The truth likely lies somewhere in the middle. According to the AMA, the RUC makes annual recommendations to CMS regarding new and revised physician services and performs broad reviews of the Resource-Based Relative Value Scale (RBRVS) every 5 years. The RBRVS is a function that weighs physicians’ services relative to their value and time investment to arrive at a benchmark for compensation on behalf of CMS. It’s not actual dollar figures, but relative values that translate to dollar figures using a complex formula involving a conversion factor (see Figure below).
What is most important to note is the broad influence the RUC has on how much physicians get paid-both by CMS directly and by private insurers who base their payments on a percent of Medicare payments. While the committee makes recommendations for relative value, those recommendations carry great weight as industry-wide benchmarks for actual-dollar payment rates.

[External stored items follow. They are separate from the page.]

use chrono::{DateTime, NaiveDate, NaiveDateTime, NaiveTime, Timelike, Utc};
use serde::{Deserialize, Serialize};
use std::collections::BTreeSet;
use std::fmt;
use std::str::FromStr;
use thiserror::Error;
use uuid::Uuid;

/// Format of a calendar-day key (`YYYY-MM-DD`).
pub const DAY_KEY_FORMAT: &str = "%Y-%m-%d";

/// Longest task a single day can hold, in minutes.
pub const MAX_DURATION_MINUTES: u32 = 24 * 60;

/// Renders the calendar-day key used for completion and streak tracking.
pub fn day_key(day: NaiveDate) -> String {
    day.format(DAY_KEY_FORMAT).to_string()
}

#[derive(Debug, Clone, Copy, Serialize, Deserialize, PartialEq, Eq, Hash, PartialOrd, Ord)]
pub enum Category {
    Work,
    Home,
    Life,
}

impl Category {
    pub const ALL: [Category; 3] = [Category::Work, Category::Home, Category::Life];
}

impl fmt::Display for Category {
    fn fmt(&self, f: &mut fmt::Formatter<'_>) -> fmt::Result {
        match self {
            Category::Work => write!(f, "Work"),
            Category::Home => write!(f, "Home"),
            Category::Life => write!(f, "Life"),
        }
    }
}

#[derive(Error, Debug, PartialEq)]
#[error("Invalid category: {0} (expected work, home or life)")]
pub struct ParseCategoryError(String);

impl FromStr for Category {
    type Err = ParseCategoryError;

    fn from_str(s: &str) -> Result<Self, Self::Err> {
        match s.to_lowercase().as_str() {
            "work" => Ok(Category::Work),
            "home" => Ok(Category::Home),
            "life" => Ok(Category::Life),
            _ => Err(ParseCategoryError(s.to_string())),
        }
    }
}

/// Declaration order is urgency order, so sorting ascending puts urgent first.
#[derive(Debug, Clone, Copy, Serialize, Deserialize, PartialEq, Eq, Hash, PartialOrd, Ord)]
#[serde(rename_all = "lowercase")]
pub enum Criticality {
    Urgent,
    High,
    Medium,
    Low,
}

impl fmt::Display for Criticality {
    fn fmt(&self, f: &mut fmt::Formatter<'_>) -> fmt::Result {
        match self {
            Criticality::Urgent => write!(f, "urgent"),
            Criticality::High => write!(f, "high"),
            Criticality::Medium => write!(f, "medium"),
            Criticality::Low => write!(f, "low"),
        }
    }
}

#[derive(Error, Debug, PartialEq)]
#[error("Invalid criticality: {0} (expected urgent, high, medium or low)")]
pub struct ParseCriticalityError(String);

impl FromStr for Criticality {
    type Err = ParseCriticalityError;

    fn from_str(s: &str) -> Result<Self, Self::Err> {
        match s.to_lowercase().as_str() {
            "urgent" => Ok(Criticality::Urgent),
            "high" => Ok(Criticality::High),
            "medium" => Ok(Criticality::Medium),
            "low" => Ok(Criticality::Low),
            _ => Err(ParseCriticalityError(s.to_string())),
        }
    }
}

/// Recurrence rule of a task. The anchor is the calendar day of `Task::due_at`.
#[derive(Debug, Clone, Copy, Serialize, Deserialize, PartialEq, Eq, Hash, Default)]
#[serde(rename_all = "lowercase")]
pub enum Repeat {
    #[default]
    None,
    Daily,
    Weekly,
    Monthly,
    /// A stored rule this build does not understand. Never occurs.
    #[serde(other)]
    Unsupported,
}

impl Repeat {
    pub fn is_recurring(&self) -> bool {
        matches!(self, Repeat::Daily | Repeat::Weekly | Repeat::Monthly)
    }
}

impl fmt::Display for Repeat {
    fn fmt(&self, f: &mut fmt::Formatter<'_>) -> fmt::Result {
        match self {
            Repeat::None => write!(f, "none"),
            Repeat::Daily => write!(f, "daily"),
            Repeat::Weekly => write!(f, "weekly"),
            Repeat::Monthly => write!(f, "monthly"),
            Repeat::Unsupported => write!(f, "unsupported"),
        }
    }
}

#[derive(Error, Debug, PartialEq)]
#[error("Invalid repeat rule: {0} (expected none, daily, weekly or monthly)")]
pub struct ParseRepeatError(String);

impl FromStr for Repeat {
    type Err = ParseRepeatError;

    fn from_str(s: &str) -> Result<Self, Self::Err> {
        match s.to_lowercase().as_str() {
            "none" | "once" => Ok(Repeat::None),
            "daily" => Ok(Repeat::Daily),
            "weekly" => Ok(Repeat::Weekly),
            "monthly" => Ok(Repeat::Monthly),
            _ => Err(ParseRepeatError(s.to_string())),
        }
    }
}

#[derive(Debug, Clone, Serialize, Deserialize, PartialEq, Eq)]
pub struct Task {
    pub id: Uuid,
    pub title: String,
    #[serde(default, skip_serializing_if = "Option::is_none")]
    pub description: Option<String>,
    pub category: Category,
    /// Anchor occurrence in local wall-clock time. Its time-of-day is the
    /// template for every recurring occurrence.
    pub due_at: NaiveDateTime,
    /// Minutes, at least 1.
    pub duration: u32,
    pub criticality: Criticality,
    #[serde(default)]
    pub repeat: Repeat,
    #[serde(default)]
    pub completed_dates: BTreeSet<NaiveDate>,
    /// Minutes before the occurrence; 0 or absent disables the reminder.
    #[serde(default, skip_serializing_if = "Option::is_none")]
    pub reminder: Option<u32>,
}

impl Task {
    pub fn anchor_day(&self) -> NaiveDate {
        self.due_at.date()
    }

    pub fn time_of_day(&self) -> NaiveTime {
        self.due_at.time()
    }

    /// Minutes since midnight of the template time-of-day.
    pub fn start_minutes(&self) -> u32 {
        let t = self.time_of_day();
        t.hour() * 60 + t.minute()
    }

    pub fn is_completed_on(&self, day: NaiveDate) -> bool {
        self.completed_dates.contains(&day)
    }

    /// A one-off task with any completion is permanently done.
    pub fn is_finished(&self) -> bool {
        self.repeat == Repeat::None && !self.completed_dates.is_empty()
    }

    /// Reminder offset if one is enabled.
    pub fn reminder_minutes(&self) -> Option<u32> {
        self.reminder.filter(|m| *m > 0)
    }

    /// Same task with the anchor's time-of-day replaced; the anchor day is kept
    /// so recurring tasks keep their cadence.
    pub fn with_time_of_day(&self, time: NaiveTime) -> Task {
        Task {
            due_at: self.anchor_day().and_time(time),
            ..self.clone()
        }
    }
}

/// Identity of one occurrence for layout, reminders and completion.
#[derive(Debug, Clone, Copy, PartialEq, Eq, Hash, PartialOrd, Ord)]
pub struct OccurrenceKey {
    pub task_id: Uuid,
    pub date: NaiveDate,
}

impl fmt::Display for OccurrenceKey {
    fn fmt(&self, f: &mut fmt::Formatter<'_>) -> fmt::Result {
        write!(f, "{}-{}", self.task_id, day_key(self.date))
    }
}

/// One concrete calendar realization of a task. Derived, never persisted.
#[derive(Debug, Clone, PartialEq, Eq)]
pub struct Occurrence {
    pub task: Task,
    /// The anchor rewritten to this occurrence's day, time-of-day preserved.
    pub starts_at: NaiveDateTime,
    pub completed: bool,
}

impl Occurrence {
    pub fn new(task: &Task, date: NaiveDate) -> Self {
        Self {
            starts_at: date.and_time(task.time_of_day()),
            completed: task.is_completed_on(date),
            task: task.clone(),
        }
    }

    pub fn date(&self) -> NaiveDate {
        self.starts_at.date()
    }

    pub fn key(&self) -> OccurrenceKey {
        OccurrenceKey {
            task_id: self.task.id,
            date: self.date(),
        }
    }

    /// Composite identifier distinguishing occurrences of the same task.
    pub fn id(&self) -> String {
        format!(
            "{}-{}",
            self.task.id,
            self.starts_at.and_utc().timestamp_millis()
        )
    }

    pub fn start_minutes(&self) -> u32 {
        self.starts_at.hour() * 60 + self.starts_at.minute()
    }

    pub fn end_minutes(&self) -> u32 {
        self.start_minutes().saturating_add(self.task.duration)
    }
}

#[derive(Debug, Clone, Serialize, Deserialize, PartialEq, Eq, Default)]
pub struct UserProfile {
    pub name: String,
    pub points: u32,
    pub streak: u32,
    #[serde(default, skip_serializing_if = "Option::is_none")]
    pub last_completed_date: Option<NaiveDate>,
    #[serde(default, skip_serializing_if = "Option::is_none")]
    pub last_planned_date: Option<NaiveDate>,
}

#[derive(Debug, Clone, Serialize, Deserialize, PartialEq, Eq, Default)]
pub struct DailyPlan {
    pub date: Option<NaiveDate>,
    pub task_ids: Vec<Uuid>,
}

#[derive(Debug, Clone, Serialize, Deserialize, PartialEq, Eq)]
pub struct Note {
    pub id: Uuid,
    pub title: String,
    pub content: String,
    pub created_at: DateTime<Utc>,
}

#[derive(Debug, Clone, Serialize, Deserialize, PartialEq, Eq)]
pub struct CustomReward {
    pub id: Uuid,
    pub name: String,
    pub cost: u32,
}

#[derive(Debug, Clone)]
pub struct NewTaskData {
    pub title: String,
    pub description: Option<String>,
    pub category: Category,
    pub due_at: NaiveDateTime,
    pub duration: u32,
    pub criticality: Criticality,
    pub repeat: Repeat,
    pub reminder: Option<u32>,
}

#[derive(Debug, Clone, Default)]
pub struct UpdateTaskData {
    pub title: Option<String>,
    pub description: Option<Option<String>>,
    pub category: Option<Category>,
    pub due_at: Option<NaiveDateTime>,
    pub duration: Option<u32>,
    pub criticality: Option<Criticality>,
    pub repeat: Option<Repeat>,
    pub reminder: Option<Option<u32>>,
}

impl UpdateTaskData {
    pub fn is_empty(&self) -> bool {
        self.title.is_none()
            && self.description.is_none()
            && self.category.is_none()
            && self.due_at.is_none()
            && self.duration.is_none()
            && self.criticality.is_none()
            && self.repeat.is_none()
            && self.reminder.is_none()
    }
}

#[cfg(test)]
mod tests {
    use super::*;
    use rstest::rstest;

    #[rstest]
    #[case("work", Category::Work)]
    #[case("HOME", Category::Home)]
    #[case("Life", Category::Life)]
    fn test_parse_category(#[case] input: &str, #[case] expected: Category) {
        assert_eq!(input.parse::<Category>().unwrap(), expected);
    }

    #[test]
    fn test_parse_invalid_values() {
        assert!("office".parse::<Category>().is_err());
        assert!("critical".parse::<Criticality>().is_err());
        assert!("yearly".parse::<Repeat>().is_err());
    }

    #[test]
    fn test_criticality_orders_urgent_first() {
        let mut levels = vec![
            Criticality::Low,
            Criticality::Urgent,
            Criticality::Medium,
            Criticality::High,
        ];
        levels.sort();
        assert_eq!(
            levels,
            vec![
                Criticality::Urgent,
                Criticality::High,
                Criticality::Medium,
                Criticality::Low
            ]
        );
    }

    #[test]
    fn test_unknown_repeat_deserializes_as_unsupported() {
        let repeat: Repeat = serde_json::from_str("\"yearly\"").unwrap();
        assert_eq!(repeat, Repeat::Unsupported);
        let repeat: Repeat = serde_json::from_str("\"weekly\"").unwrap();
        assert_eq!(repeat, Repeat::Weekly);
    }

    #[test]
    fn test_completed_dates_serialize_as_day_keys() {
        let task = Task {
            id: Uuid::nil(),
            title: "Yoga".to_string(),
            description: None,
            category: Category::Life,
            due_at: NaiveDate::from_ymd_opt(2024, 1, 1)
                .unwrap()
                .and_hms_opt(7, 30, 0)
                .unwrap(),
            duration: 30,
            criticality: Criticality::Low,
            repeat: Repeat::Daily,
            completed_dates: [NaiveDate::from_ymd_opt(2024, 1, 2).unwrap()].into(),
            reminder: None,
        };
        let json = serde_json::to_value(&task).unwrap();
        assert_eq!(json["completed_dates"][0], "2024-01-02");
        assert_eq!(json["repeat"], "daily");
        assert!(json.get("reminder").is_none());
    }

    #[test]
    fn test_with_time_of_day_keeps_anchor_day() {
        let day = NaiveDate::from_ymd_opt(2024, 3, 5).unwrap();
        let task = Task {
            id: Uuid::nil(),
            title: "Standup".to_string(),
            description: None,
            category: Category::Work,
            due_at: day.and_hms_opt(9, 0, 0).unwrap(),
            duration: 15,
            criticality: Criticality::Medium,
            repeat: Repeat::Weekly,
            completed_dates: BTreeSet::new(),
            reminder: Some(0),
        };
        let moved = task.with_time_of_day(NaiveTime::from_hms_opt(14, 45, 0).unwrap());
        assert_eq!(moved.anchor_day(), day);
        assert_eq!(moved.start_minutes(), 14 * 60 + 45);
        assert_eq!(task.reminder_minutes(), None);
    }

    #[test]
    fn test_occurrence_key_display() {
        let key = OccurrenceKey {
            task_id: Uuid::nil(),
            date: NaiveDate::from_ymd_opt(2024, 1, 8).unwrap(),
        };
        assert_eq!(
            key.to_string(),
            "00000000-0000-0000-0000-000000000000-2024-01-08"
        );
    }
}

Those who participate in the RUC and those who criticize it have polarizing views. Thus, we hope this article produces more light than heat, which would be an improvement over mainstream media coverage excoriating RUC recommendations.
For example, an article in the Feb. 20, 2007, issue of Annals of Internal Medicine discussing the income gap between primary-care providers (PCPs) and medical specialists took the committee to task for failing to do more to close that gap.1 Specifically, the article blamed the over-representation of specialty physicians on the RUC for the lower incomes of PCPs. The article did note other factors, however, such as private insurers “reimbursing specialists at large percentages and primary care providers at small percentages over Medicare rates.”

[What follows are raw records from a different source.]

//! Command-line front end: run an experiment, print the summary, optionally
//! export JSON and an SVG plot.

use std::path::PathBuf;
use std::process::ExitCode;

use clap::{Parser, ValueEnum};
use tracing::{error, info};
use tracing_subscriber::EnvFilter;

use joint_hill::output::{json, terminal};
use joint_hill::{
    AbundanceModel, Config, Experiment, Summary, DEFAULT_COVARIANCE, DEFAULT_LOGNORMAL_SHAPE,
    DEFAULT_LOGSERIES_SHAPE, DEFAULT_SPECIES, DEFAULT_TRIALS, DEFAULT_UNIFORM_INDIVIDUALS,
    DEFAULT_WORKERS,
};

#[derive(Debug, Clone, Copy, PartialEq, Eq, ValueEnum)]
enum Abundance {
    /// Fisher log-series
    Logseries,
    /// Lognormal shifted by one
    Lognormal,
    /// Even split of a fixed pool
    Uniform,
}

#[derive(Parser, Debug)]
#[command(author, version, about = "Joint Hill numbers: correlated vs uncorrelated traits")]
struct Args {
    /// Species per trial
    #[arg(long, default_value_t = DEFAULT_SPECIES)]
    species: usize,

    /// Number of independent trials
    #[arg(long, default_value_t = DEFAULT_TRIALS)]
    trials: usize,

    /// Concurrent workers
    #[arg(long, default_value_t = DEFAULT_WORKERS)]
    workers: usize,

    /// Abundance model
    #[arg(long, value_enum, default_value_t = Abundance::Logseries)]
    abundance: Abundance,

    /// Shape parameter of the abundance model (log-series rate or lognormal sigma)
    #[arg(long)]
    shape: Option<f64>,

    /// Pool size for the uniform abundance model
    #[arg(long, default_value_t = DEFAULT_UNIFORM_INDIVIDUALS)]
    individuals: f64,

    /// Attribute covariance in the correlated regime
    #[arg(long, default_value_t = DEFAULT_COVARIANCE, allow_negative_numbers = true)]
    covariance: f64,

    /// Diversity orders, comma separated
    #[arg(long, value_delimiter = ',', default_value = "1,2,3,4")]
    orders: Vec<f64>,

    /// Deterministic seed
    #[arg(long)]
    seed: Option<u64>,

    /// Write the result table as JSON
    #[arg(long, value_name = "PATH")]
    json: Option<PathBuf>,

    /// Write the summary as JSON
    #[arg(long, value_name = "PATH")]
    summary_json: Option<PathBuf>,

    /// Write an SVG ribbon plot of the summary
    #[arg(long, value_name = "PATH")]
    plot: Option<PathBuf>,

    /// Only log warnings and errors
    #[arg(long, default_value_t = false)]
    quiet: bool,
}

impl Args {
    fn abundance_model(&self) -> AbundanceModel {
        match self.abundance {
            Abundance::Logseries => AbundanceModel::LogSeries {
                shape: self.shape.unwrap_or(DEFAULT_LOGSERIES_SHAPE),
            },
            Abundance::Lognormal => AbundanceModel::LogNormal {
                shape: self.shape.unwrap_or(DEFAULT_LOGNORMAL_SHAPE),
            },
            Abundance::Uniform => AbundanceModel::Uniform {
                individuals: self.individuals,
            },
        }
    }

    fn config(&self) -> Config {
        Config {
            species: self.species,
            trials: self.trials,
            workers: self.workers,
            abundance: self.abundance_model(),
            covariance: self.covariance,
            orders: self.orders.clone(),
            seed: Some(self.seed.unwrap_or_else(rand::random)),
        }
    }
}

fn main() -> ExitCode {
    let args = Args::parse();

    let default_filter = if args.quiet { "joint_hill=warn" } else { "joint_hill=info" };
    tracing_subscriber::fmt()
        .with_env_filter(
            EnvFilter::try_from_default_env().unwrap_or_else(|_| EnvFilter::new(default_filter)),
        )
        .with_writer(std::io::stderr)
        .init();

    match run(&args) {
        Ok(()) => ExitCode::SUCCESS,
        Err(e) => {
            error!("{e}");
            ExitCode::FAILURE
        }
    }
}

fn run(args: &Args) -> joint_hill::Result<()> {
    let config = args.config();
    eprintln!("{}", terminal::format_config(&config, None));

    let table = Experiment::from_config(config).run()?;
    let summary = Summary::from_table(&table);
    println!("{}", terminal::format_summary(&summary));

    if let Some(path) = &args.json {
        json::write_json(&table, path)?;
        info!(path = %path.display(), "wrote result table");
    }
    if let Some(path) = &args.summary_json {
        json::write_json(&summary, path)?;
        info!(path = %path.display(), "wrote summary");
    }
    if let Some(path) = &args.plot {
        write_plot(&summary, path)?;
    }

    Ok(())
}

#[cfg(feature = "plot")]
fn write_plot(summary: &Summary, path: &std::path::Path) -> joint_hill::Result<()> {
    joint_hill::output::plot::plot_summary(summary, path, (960, 640))?;
    info!(path = %path.display(), "wrote plot");
    Ok(())
}

#[cfg(not(feature = "plot"))]
fn write_plot(_summary: &Summary, path: &std::path::Path) -> joint_hill::Result<()> {
    tracing::warn!(path = %path.display(), "built without the `plot` feature; skipping plot");
    Ok(())
}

Perhaps the most vilifying headline appeared on a July/August 2013 article in Washington Monthly: “Special Deal: The shadowy cartel of doctors that controls Medicare.”2 It and other articles are clear on a number of criticisms.
The critics: There is weak representation of primary care providers on the RUC. Therefore, the RUC’s deliberations are skewed in favor of specialists.
The negative articles criticize the RUC based largely on the same perceptions. Much of the focus specifically falls on the committee’s purported effects on reimbursements for PCPs.
The committee is in fact skewed toward specialists based on headcount, which may promote the ongoing tendency for procedural CPT codes to be reimbursed more generously than cognitive codes, such as those for patient Evaluation and Management (E/M). And because PCPs tend to engage in a higher proportion of activities that fall under E/M codes, a related criticism is that the updating process undervalues their work. Even so, there are also persistent issues surrounding payments for procedural codes versus those for cognitive codes. “RUC represents that tension, but it doesn’t define it,” says David Muhlestein, director of research for healthcare consultants Leavitt Partners LLC.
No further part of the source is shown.